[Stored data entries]
use std::{fmt::Write, sync::Arc};

use aliri::JwtRef;
use aliri_traits::Policy;
use http::{HeaderValue, StatusCode};
use serde::Serialize;
use thiserror::Error;

use crate::{
    IdentityContext, RequiredScopes, ResolveError, ScopeToken, VerifierRegistry, VerifyError,
    VerifyOptions,
};

/// Per-route requirements for the bearer decision pipeline
#[derive(Clone, Debug, Default)]
#[must_use]
pub struct BearerAuthOptions {
    resource: Option<String>,
    required_audience: Option<String>,
    required_scopes: RequiredScopes,
    show_error_details: bool,
    resource_metadata_url: Option<String>,
}

impl BearerAuthOptions {
    /// No audience or scope requirements, no error details
    pub fn new() -> Self {
        Self::default()
    }

    /// Names the protected resource the request targets
    pub fn with_resource(mut self, resource: impl Into<String>) -> Self {
        self.resource = Some(resource.into());
        self
    }

    /// Requires the token's `aud` claim to name `audience`
    pub fn with_audience(mut self, audience: impl Into<String>) -> Self {
        self.required_audience = Some(audience.into());
        self
    }

    /// Requires the token to have been granted `scope`
    pub fn require_scope(mut self, scope: ScopeToken) -> Self {
        self.required_scopes.insert(scope);
        self
    }

    /// Requires the token to have been granted every scope in `scopes`
    pub fn with_required_scopes(mut self, scopes: RequiredScopes) -> Self {
        self.required_scopes = scopes;
        self
    }

    /// Whether failure responses include internal error details
    ///
    /// Off by default.
    pub fn show_error_details(mut self, show: bool) -> Self {
        self.show_error_details = show;
        self
    }

    /// Advertises where the resource's protected resource metadata lives
    pub fn with_resource_metadata_url(mut self, url: impl Into<String>) -> Self {
        self.resource_metadata_url = Some(url.into());
        self
    }

    /// The protected resource the request targets
    pub fn resource(&self) -> Option<&str> {
        self.resource.as_deref()
    }

    /// The audience the token must name
    pub fn required_audience(&self) -> Option<&str> {
        self.required_audience.as_deref()
    }

    /// The scopes the token must have been granted
    pub fn required_scopes(&self) -> &RequiredScopes {
        &self.required_scopes
    }

    /// Whether failure responses include internal error details
    pub fn shows_error_details(&self) -> bool {
        self.show_error_details
    }

    /// Where the resource's protected resource metadata lives
    pub fn resource_metadata_url(&self) -> Option<&str> {
        self.resource_metadata_url.as_deref()
    }
}

/// A request was refused by the bearer decision pipeline
///
/// Carries an OAuth 2.0 style error code and the HTTP status to answer
/// with.
#[derive(Clone, Debug, PartialEq, Eq, Error)]
#[error("{code}: {description}")]
pub struct AuthFailure {
    code: &'static str,
    status: StatusCode,
    description: String,
    cause: Option<String>,
    missing_scopes: Option<Vec<ScopeToken>>,
}

impl AuthFailure {
    fn new(code: &'static str, status: StatusCode, description: impl Into<String>) -> Self {
        Self {
            code,
            status,
            description: description.into(),
            cause: None,
            missing_scopes: None,
        }
    }

    fn unauthorized(code: &'static str, description: impl Into<String>) -> Self {
        Self::new(code, StatusCode::UNAUTHORIZED, description)
    }

    fn server(code: &'static str, description: impl Into<String>) -> Self {
        Self::new(code, StatusCode::INTERNAL_SERVER_ERROR, description)
    }

    fn caused_by(mut self, error: &(dyn std::error::Error + 'static)) -> Self {
        self.cause = Some(error_chain(error));
        self
    }

    /// The OAuth 2.0 style error code, such as `invalid_token`
    pub fn code(&self) -> &'static str {
        self.code
    }

    /// The HTTP status to answer with
    pub fn status(&self) -> StatusCode {
        self.status
    }

    /// A human-readable description of the failure
    pub fn description(&self) -> &str {
        &self.description
    }

    /// Internal detail about the failure
    ///
    /// Only shown to callers when error details are enabled.
    pub fn cause(&self) -> Option<&str> {
        self.cause.as_deref()
    }

    /// Every required scope the token was not granted
    pub fn missing_scopes(&self) -> Option<&[ScopeToken]> {
        self.missing_scopes.as_deref()
    }

    /// Whether the token was valid but lacked scope
    pub fn is_insufficient_scope(&self) -> bool {
        self.status == StatusCode::FORBIDDEN
    }

    /// The JSON body describing the failure
    pub fn body(&self, show_error_details: bool) -> ErrorBody {
        ErrorBody {
            error: self.code,
            error_description: self.description.clone(),
            missing_scopes: self
                .missing_scopes
                .as_ref()
                .map(|scopes| scopes.iter().map(|s| s.as_str().to_owned()).collect()),
            cause: if show_error_details {
                self.cause.clone()
            } else {
                None
            },
        }
    }
}

/// The JSON body of a failure response
#[derive(Clone, Debug, PartialEq, Eq, Serialize)]
pub struct ErrorBody {
    /// The error code
    pub error: &'static str,
    /// A human-readable description
    pub error_description: String,
    /// Every required scope that was not granted
    #[serde(skip_serializing_if = "Option::is_none")]
    pub missing_scopes: Option<Vec<String>>,
    /// Internal detail about the failure
    #[serde(skip_serializing_if = "Option::is_none")]
    pub cause: Option<String>,
}

fn error_chain(error: &(dyn std::error::Error + 'static)) -> String {
    let mut description = String::new();
    let mut err = error;
    let _ = write!(&mut description, "{err}");
    while let Some(next) = err.source() {
        let _ = write!(&mut description, ": {next}");
        err = next;
    }
    description
}

impl From<ResolveError> for AuthFailure {
    fn from(err: ResolveError) -> Self {
        Self::server(
            "resource_not_configured",
            "No trust policy is configured for the requested resource",
        )
        .caused_by(&err)
    }
}

impl From<VerifyError> for AuthFailure {
    fn from(err: VerifyError) -> Self {
        let failure = match &err {
            VerifyError::MalformedToken(_) => {
                Self::unauthorized("invalid_token", "The access token is malformed")
            }
            VerifyError::MissingIssuer => {
                Self::unauthorized("invalid_token", "The access token does not name an issuer")
            }
            VerifyError::UntrustedIssuer(_) => Self::unauthorized(
                "untrusted_issuer",
                "The access token was issued by an untrusted authorization server",
            ),
            VerifyError::Discovery(_) => Self::server(
                "authorization_server_error",
                "Unable to retrieve authorization server metadata",
            ),
            VerifyError::MissingJwksUri { .. } => Self::unauthorized(
                "jwks_unavailable",
                "The authorization server does not publish signing keys",
            ),
            VerifyError::KeySet(_) | VerifyError::UnknownKeyId => Self::unauthorized(
                "invalid_token",
                "The access token signing key could not be found",
            ),
            VerifyError::Rejected(_) => {
                Self::unauthorized("invalid_token", "The access token is invalid")
            }
            VerifyError::Unexpected(_) => {
                Self::server("server_error", "The access token could not be verified")
            }
        };
        failure.caused_by(&err)
    }
}

/// Runs the bearer decision pipeline against a [`VerifierRegistry`]
///
/// Clones share the same registry and caches.
#[derive(Clone, Debug)]
#[must_use]
pub struct BearerAuth {
    registry: Arc<VerifierRegistry>,
    verify: VerifyOptions,
}

impl BearerAuth {
    /// Verifies tokens against `registry` with default verification options
    pub fn new(registry: VerifierRegistry) -> Self {
        Self::from_shared(Arc::new(registry))
    }

    /// Verifies tokens against a shared registry
    pub fn from_shared(registry: Arc<VerifierRegistry>) -> Self {
        Self {
            registry,
            verify: VerifyOptions::default(),
        }
    }

    /// Sets the rules handed to the verification primitive
    pub fn with_verify_options(mut self, verify: VerifyOptions) -> Self {
        self.verify = verify;
        self
    }

    /// The registry tokens are verified against
    pub fn registry(&self) -> &Arc<VerifierRegistry> {
        &self.registry
    }

    /// Decides whether the `Authorization` header grants access
    ///
    /// Checks run in order: header shape, trust and signature, audience,
    /// then scope. The first failing check decides the outcome.
    pub async fn authenticate(
        &self,
        header: Option<&HeaderValue>,
        options: &BearerAuthOptions,
    ) -> Result<IdentityContext, AuthFailure> {
        let result = self.decide(header, options).await;
        if let Err(failure) = &result {
            tracing::debug!(
                error.code = failure.code(),
                http.status_code = failure.status().as_u16(),
                resource = options.resource(),
                cause = failure.cause(),
                "bearer authentication failed"
            );
        }
        result
    }

    async fn decide(
        &self,
        header: Option<&HeaderValue>,
        options: &BearerAuthOptions,
    ) -> Result<IdentityContext, AuthFailure> {
        let token = bearer_token(header)?;

        let policy = self.registry.resolve_verifier(options.resource())?;

        let identity = policy
            .verification_fn(self.verify.clone())
            .verify(token)
            .await?;

        if let Some(audience) = options.required_audience() {
            if !identity.has_audience(audience) {
                let mut failure = AuthFailure::unauthorized(
                    "invalid_audience",
                    "The access token was not issued for this resource",
                );
                failure.cause = Some(format!(
                    "expected audience {audience}; token names {:?}",
                    identity.audience.as_deref().unwrap_or_default()
                ));
                return Err(failure);
            }
        }

        if let Err(denial) = options.required_scopes().evaluate(&identity.scopes) {
            let mut failure = AuthFailure::new(
                "insufficient_scope",
                StatusCode::FORBIDDEN,
                "The access token does not grant the required scopes",
            )
            .caused_by(&denial);
            failure.missing_scopes = Some(denial.missing);
            return Err(failure);
        }

        Ok(identity)
    }
}

fn bearer_token(header: Option<&HeaderValue>) -> Result<&JwtRef, AuthFailure> {
    let Some(header) = header else {
        return Err(AuthFailure::unauthorized(
            "missing_auth_header",
            "The request has no Authorization header",
        ));
    };

    let invalid_format = || {
        AuthFailure::unauthorized(
            "invalid_auth_header_format",
            "The Authorization header must have the form `Bearer <token>`",
        )
    };

    let value = header.to_str().map_err(|_| invalid_format())?;
    let mut parts = value.split_whitespace();
    match (parts.next(), parts.next(), parts.next()) {
        (Some(scheme), None, None) if scheme.eq_ignore_ascii_case("bearer") => {
            Err(AuthFailure::unauthorized(
                "missing_bearer_token",
                "The Authorization header carries no bearer token",
            ))
        }
        (Some(scheme), Some(token), None) if scheme.eq_ignore_ascii_case("bearer") => {
            Ok(JwtRef::from_str(token))
        }
        _ => Err(invalid_format()),
    }
}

[WORK INSTRUCTION]
The word to find is "decision". Copy every line of the records that holds it.

[COMPLETED EXERCISE]
/// Per-route requirements for the bearer decision pipeline
/// A request was refused by the bearer decision pipeline
/// Runs the bearer decision pipeline against a [`VerifierRegistry`]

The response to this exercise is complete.